Inferring Missing Trajectory Data with Temporal Convolutional Networks
Quick summary
arXiv:2607.25147v1 Announce Type: new Abstract: Trajectory data collected in real-world settings is frequently incomplete due to sensor failure, communication loss, or occlusion. We address the task of \emph{trajectory inpainting}: reconstructing contiguous missing segments from observed context. We propose a Temporal Convolutional Network (TCN) with symmetric dilation that relaxes the standard causality constraint, allowing each time step to draw on both past and future observations, a property that is essential for inpainting, but absent from forecasting-oriented architectures. The model is
Key takeaways
- arXiv:2607.25147v1 Announce Type: new Abstract: Trajectory data collected in real-world settings is frequently incomplete due to sensor failure, communication loss, or occlusion.

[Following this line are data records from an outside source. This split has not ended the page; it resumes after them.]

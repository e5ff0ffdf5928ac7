//! Scene state: owns the visual proxies and drives sync + input routing.
//!
//! Two external clocks drive this type, never concurrently: the render
//! tick calls `update` once per frame, and the host's input stream calls
//! the `pointer_*` entry points as events arrive.

use std::collections::HashMap;

use client_core::reconcile::{reconcile, sync_singleton, ProxyOps};
use client_core::session::{Role, Session};
use client_core::systems::router::InputRouter;
use client_core::systems::{PointerEvent, PointerSample};
use glam::Vec2;
use net_core::command::ClientCmd;
use net_core::snapshot::{PlayerId, ProjectileId, ProjectileRep};
use net_core::transport::Connection;
use tracing::{trace, warn};

use crate::layout::SafeAreaLayout;
use crate::stage::{SpriteKind, Stage};

/// Spawns and places one fixed sprite kind on a stage.
struct SpriteOps<'a, S: Stage> {
    stage: &'a mut S,
    kind: SpriteKind,
}

impl<S: Stage> ProxyOps<(Vec2, f32)> for SpriteOps<'_, S> {
    type Proxy = S::Visual;

    fn create(&mut self, pose: &(Vec2, f32)) -> S::Visual {
        self.stage.spawn(self.kind, pose.0, pose.1)
    }
    fn update(&mut self, visual: &mut S::Visual, pose: &(Vec2, f32)) {
        self.stage.place(visual, pose.0, pose.1);
    }
    fn remove(&mut self, visual: S::Visual) {
        self.stage.remove(visual);
    }
}

/// Projectile proxies additionally slot in underneath the turret when
/// they first appear, so lasers draw below the barrel.
struct ProjectileOps<'a, S: Stage> {
    stage: &'a mut S,
    turret: Option<&'a S::Visual>,
}

impl<S: Stage> ProxyOps<ProjectileRep> for ProjectileOps<'_, S> {
    type Proxy = S::Visual;

    fn create(&mut self, p: &ProjectileRep) -> S::Visual {
        let mut visual = self.stage.spawn(SpriteKind::Projectile, p.pos, p.angle);
        if let Some(turret) = self.turret {
            self.stage.layer_below(&mut visual, turret);
        }
        visual
    }
    fn update(&mut self, visual: &mut S::Visual, p: &ProjectileRep) {
        self.stage.place(visual, p.pos, p.angle);
    }
    fn remove(&mut self, visual: S::Visual) {
        self.stage.remove(visual);
    }
}

pub struct GameScene<V> {
    session: Session,
    layout: SafeAreaLayout,
    router: InputRouter,
    ship: Option<V>,
    turret: Option<V>,
    projectiles: HashMap<ProjectileId, V>,
}

impl<V> GameScene<V> {
    #[must_use]
    pub fn new(local_id: PlayerId, layout: SafeAreaLayout) -> Self {
        Self {
            session: Session::new(local_id),
            layout,
            router: InputRouter::new(),
            ship: None,
            turret: None,
            projectiles: HashMap::new(),
        }
    }

    /// One-time session initialization.
    pub fn join<C: Connection>(&self, conn: &mut C) {
        if let Err(err) = conn.send(ClientCmd::Join) {
            warn!(target: "scene", err = %err, "join failed");
        }
    }

    /// The host resized; recenter the safe area.
    pub fn resized(&mut self, viewport: Vec2) {
        self.layout.resize(viewport);
    }

    pub fn pointer_down<C: Connection>(&mut self, conn: &mut C, screen: Vec2) {
        let ev = PointerEvent::Down(self.sample(screen));
        self.route(conn, &ev);
    }

    pub fn pointer_move<C: Connection>(&mut self, conn: &mut C, screen: Vec2, held: bool) {
        let ev = PointerEvent::Move {
            at: self.sample(screen),
            held,
        };
        self.route(conn, &ev);
    }

    pub fn pointer_up<C: Connection>(&mut self, conn: &mut C) {
        self.route(conn, &PointerEvent::Up);
    }

    /// Pointer left the playable area.
    pub fn pointer_left<C: Connection>(&mut self, conn: &mut C) {
        self.route(conn, &PointerEvent::Leave);
    }

    /// Per-frame sync against the latest snapshot. Without a snapshot the
    /// whole tick is skipped; that is the normal state during startup.
    pub fn update<C, S>(&mut self, conn: &C, stage: &mut S)
    where
        C: Connection,
        S: Stage<Visual = V>,
    {
        let Some(snap) = conn.snapshot() else {
            trace!(target: "scene", "no snapshot yet; skipping tick");
            return;
        };

        let ship = snap.player_ship;
        sync_singleton(
            &mut self.ship,
            &(ship.pos, ship.angle),
            &mut SpriteOps {
                stage: &mut *stage,
                kind: SpriteKind::Ship,
            },
        );
        // The turret rides the ship's position with its own facing.
        sync_singleton(
            &mut self.turret,
            &(ship.pos, snap.turret.angle),
            &mut SpriteOps {
                stage: &mut *stage,
                kind: SpriteKind::Turret,
            },
        );

        let latest = snap.projectiles_by_id();
        let mut ops = ProjectileOps {
            stage,
            turret: self.turret.as_ref(),
        };
        reconcile(&mut self.projectiles, &latest, &mut ops);
    }

    fn sample(&self, screen: Vec2) -> PointerSample {
        PointerSample {
            screen,
            local: self.layout.to_local(screen),
        }
    }

    fn route<C: Connection>(&mut self, conn: &mut C, ev: &PointerEvent) {
        // Conservative re-lookup: the roster can reorder between events.
        let role = conn
            .snapshot()
            .map_or(Role::Gunner, |snap| self.session.role(&snap.players));
        if role == Role::Gunner
            && self.turret.is_none()
            && matches!(ev, PointerEvent::Down(_))
        {
            // No turret on screen yet, nothing to aim.
            return;
        }
        let mut out = Vec::new();
        self.router
            .route(role, self.layout.viewport_width(), ev, &mut out);
        for cmd in out {
            if let Err(err) = conn.send(cmd) {
                warn!(target: "scene", err = %err, ?role, "dropping intent; send failed");
            }
        }
    }
}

- We address the task of \emph{trajectory inpainting}: reconstructing contiguous missing segments from observed context.
- We propose a Temporal Convolutional Network (TCN) with symmetric dilation that relaxes the standard causality constraint, allowing each time step to draw on both past and future observations, a property that is essential for inpainting, but absent from forecasting-oriented architectures.
Why it matters
This model development creates a new option for users and a new testing obligation for developers. A fixed evaluation set comparing quality, cost and failure behavior is more useful than launch claims.